Hispaniola, with Haiti in green, in a map from the Encyclopedia Britannica |
Springfield, Ohio, mayor Rob Rue has spent the last week on a multimedia blitz campaign to shut up the former President of the United States. After Donald Trump lied outright in last week’s Presidential debate about Haitian immigrants eating pets, his community has been plagued with harassment, bomb threats, and constant insipient violence. Springfield’s Haitians, mostly factory workers and their families, are reputedly afraid to walk outdoors.
Those who know me best, know that Haiti and Haitian issues weigh heavy on my heart. I learned of the country in 1991, when a military junta under General Raoul Cedras, overthrew the legitimately elected government of Jean-Bertrand Aristide. I became curious about why Haiti, the second-oldest independent nation in the Western Hemisphere, hasn’t become as prosperous, democratic, and free as the United States.
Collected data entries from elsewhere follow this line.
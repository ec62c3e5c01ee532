use actix_web::{web, HttpResponse};
use chrono::Utc;
use serde::Deserialize;

use crate::{
    auth::{hash_password, new_id, Identity},
    db,
    error::{ApiError, ApiResult},
    models::{Role, UserDto, UserRow},
    query::{like_pattern, Filters, Page, PAGE_SIZE},
    response::{Envelope, Pagination},
    state::AppState,
};

pub fn configure(cfg: &mut web::ServiceConfig) {
    cfg.service(
        web::resource("/users")
            .route(web::get().to(list))
            .route(web::post().to(create)),
    )
    .service(
        web::resource("/users/{id}")
            .route(web::get().to(get_one))
            .route(web::post().to(update)),
    )
    .service(web::resource("/users/{id}/active").route(web::post().to(toggle_active)));
}

#[derive(Debug, Deserialize)]
struct DirectoryQuery {
    page: Option<String>,
    name: Option<String>,
    role: Option<String>,
    status: Option<String>,
}

#[derive(Debug, Deserialize)]
struct CreateUserPayload {
    full_name: String,
    email: String,
    password: String,
    role: String,
    phone: Option<String>,
    dob: Option<String>,
}

#[derive(Debug, Deserialize)]
struct UpdateUserPayload {
    full_name: Option<String>,
    phone: Option<String>,
    dob: Option<String>,
}

/// On this endpoint `role` doubles as the directory filter, so a session
/// admin must not be demoted by their own filter parameter.
fn require_directory_admin(identity: &Identity) -> ApiResult<&str> {
    let user_id = identity.require()?;
    if identity.is_admin() || matches!(identity.session_role, Some(Role::Admin)) {
        Ok(user_id)
    } else {
        Err(ApiError::unauthorized("Admin access required"))
    }
}

async fn list(
    state: web::Data<AppState>,
    identity: web::ReqData<Identity>,
    query: web::Query<DirectoryQuery>,
) -> ApiResult<HttpResponse> {
    require_directory_admin(&identity)?;

    let query = query.into_inner();
    let page = Page::parse(query.page.as_deref());

    let mut filters = Filters::new();
    if let Some(name) = query
        .name
        .as_deref()
        .map(str::trim)
        .filter(|name| !name.is_empty())
    {
        let pattern = like_pattern(name);
        filters.add_texts(
            "(full_name LIKE ? OR email LIKE ?)",
            vec![pattern.clone(), pattern],
        );
    }
    if let Some(raw) = query.role.as_deref().filter(|raw| !raw.is_empty()) {
        let role = raw
            .parse::<Role>()
            .map_err(|_| ApiError::validation("Unknown role"))?;
        filters.add_text("role = ?", role.to_string());
    }
    match query.status.as_deref() {
        Some("active") => filters.add("is_active = 1"),
        Some("inactive") => filters.add("is_active = 0"),
        _ => {}
    }

    let count_sql = filters.count_sql("users");
    let mut count = sqlx::query_scalar::<_, i64>(&count_sql);
    for param in filters.params() {
        count = count.bind(param);
    }
    let total = count.fetch_one(&state.db).await?;

    let select_sql = filters.select_sql(
        "SELECT id, full_name, phone, email, dob, role, password_hash, is_active, is_verified, created_at FROM users",
        "created_at DESC, id DESC",
    );
    let mut select = sqlx::query_as::<_, UserRow>(&select_sql);
    for param in filters.params() {
        select = select.bind(param);
    }
    let rows = select
        .bind(PAGE_SIZE)
        .bind(page.offset())
        .fetch_all(&state.db)
        .await?;
    let users: Vec<UserDto> = rows.into_iter().map(UserDto::from).collect();

    Ok(HttpResponse::Ok()
        .json(Envelope::data(users).with_pagination(Pagination::new(page.number(), total))))
}

async fn get_one(
    state: web::Data<AppState>,
    identity: web::ReqData<Identity>,
    path: web::Path<String>,
) -> ApiResult<HttpResponse> {
    let caller = identity.require()?;
    let target = path.into_inner();
    if target != caller && !identity.is_admin() {
        return Err(ApiError::unauthorized("Not allowed to view this user"));
    }

    let user = db::fetch_user(&state.db, &target)
        .await?
        .ok_or_else(|| ApiError::not_found("User not found"))?;

    Ok(HttpResponse::Ok().json(Envelope::data(UserDto::from(user))))
}

async fn create(
    state: web::Data<AppState>,
    identity: web::ReqData<Identity>,
    payload: web::Json<CreateUserPayload>,
) -> ApiResult<HttpResponse> {
    identity.require_admin()?;

    let payload = payload.into_inner();
    let full_name = payload.full_name.trim().to_string();
    let email = payload.email.trim().to_lowercase();

    if full_name.is_empty() {
        return Err(ApiError::validation("Full name is required"));
    }
    if email.is_empty() {
        return Err(ApiError::validation("Email is required"));
    }
    if payload.password.len() < 6 {
        return Err(ApiError::validation("Password must be at least 6 characters"));
    }
    let role = payload
        .role
        .parse::<Role>()
        .map_err(|_| ApiError::validation("Unknown role"))?;

    let existing = sqlx::query_scalar::<_, String>("SELECT id FROM users WHERE email = ? LIMIT 1")
        .bind(&email)
        .fetch_optional(&state.db)
        .await?;
    if existing.is_some() {
        return Err(ApiError::validation("Email is already registered"));
    }

    let password_hash = hash_password(&payload.password).map_err(|_| ApiError::Execution)?;
    let id = new_id();
    sqlx::query(
        r#"INSERT INTO users (id, full_name, phone, email, dob, role, password_hash, is_active, is_verified, created_at)
           VALUES (?, ?, ?, ?, ?, ?, ?, 1, 1, ?)"#,
    )
    .bind(&id)
    .bind(&full_name)
    .bind(payload.phone.as_deref().unwrap_or("").trim())
    .bind(&email)
    .bind(payload.dob.as_deref())
    .bind(role)
    .bind(password_hash)
    .bind(Utc::now().to_rfc3339())
    .execute(&state.db)
    .await?;

    let user = db::fetch_user(&state.db, &id)
        .await?
        .ok_or_else(|| ApiError::not_found("User not found"))?;

    Ok(HttpResponse::Ok().json(Envelope::message("User created").with_data(UserDto::from(user))))
}

async fn update(
    state: web::Data<AppState>,
    identity: web::ReqData<Identity>,
    path: web::Path<String>,
    payload: web::Json<UpdateUserPayload>,
) -> ApiResult<HttpResponse> {
    let caller = identity.require()?;
    let target = path.into_inner();
    if target != caller && !identity.is_admin() {
        return Err(ApiError::unauthorized("Not allowed to update this user"));
    }

    let current = db::fetch_user(&state.db, &target)
        .await?
        .ok_or_else(|| ApiError::not_found("User not found"))?;

    let payload = payload.into_inner();
    let full_name = match payload.full_name {
        Some(name) => {
            let name = name.trim().to_string();
            if name.is_empty() {
                return Err(ApiError::validation("Full name cannot be empty"));
            }
            name
        }
        None => current.full_name,
    };
    let phone = match payload.phone {
        Some(phone) => phone.trim().to_string(),
        None => current.phone,
    };
    let dob = payload.dob.or(current.dob);

    sqlx::query("UPDATE users SET full_name = ?, phone = ?, dob = ? WHERE id = ?")
        .bind(&full_name)
        .bind(&phone)
        .bind(&dob)
        .bind(&target)
        .execute(&state.db)
        .await?;

    let user = db::fetch_user(&state.db, &target)
        .await?
        .ok_or_else(|| ApiError::not_found("User not found"))?;

    Ok(HttpResponse::Ok().json(Envelope::message("User updated").with_data(UserDto::from(user))))
}

async fn toggle_active(
    state: web::Data<AppState>,
    identity: web::ReqData<Identity>,
    path: web::Path<String>,
) -> ApiResult<HttpResponse> {
    identity.require_admin()?;
    let target = path.into_inner();

    let current = db::fetch_user(&state.db, &target)
        .await?
        .ok_or_else(|| ApiError::not_found("User not found"))?;

    sqlx::query("UPDATE users SET is_active = 1 - is_active WHERE id = ?")
        .bind(&target)
        .execute(&state.db)
        .await?;

    let message = if current.is_active == 1 {
        "User deactivated"
    } else {
        "User activated"
    };
    let user = db::fetch_user(&state.db, &target)
        .await?
        .ok_or_else(|| ApiError::not_found("User not found"))?;

    Ok(HttpResponse::Ok().json(Envelope::message(message).with_data(UserDto::from(user))))
}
So I set out to learn.
Unfortunately, few sources publish much about Haiti outside close-knit foreign policy circles. Most public libraries have only two authors: Wade Davis and Paul Farmer, who perceived Haiti very differently. Despite being within spitting distance of Florida and Puerto Rico, Haiti remains terra incognita to most Americans. Therefore I don’t proclaim to be a Haiti expert or Haitian studies scholar; I’m some guy who cares deeply and seeks information wherever it dwells.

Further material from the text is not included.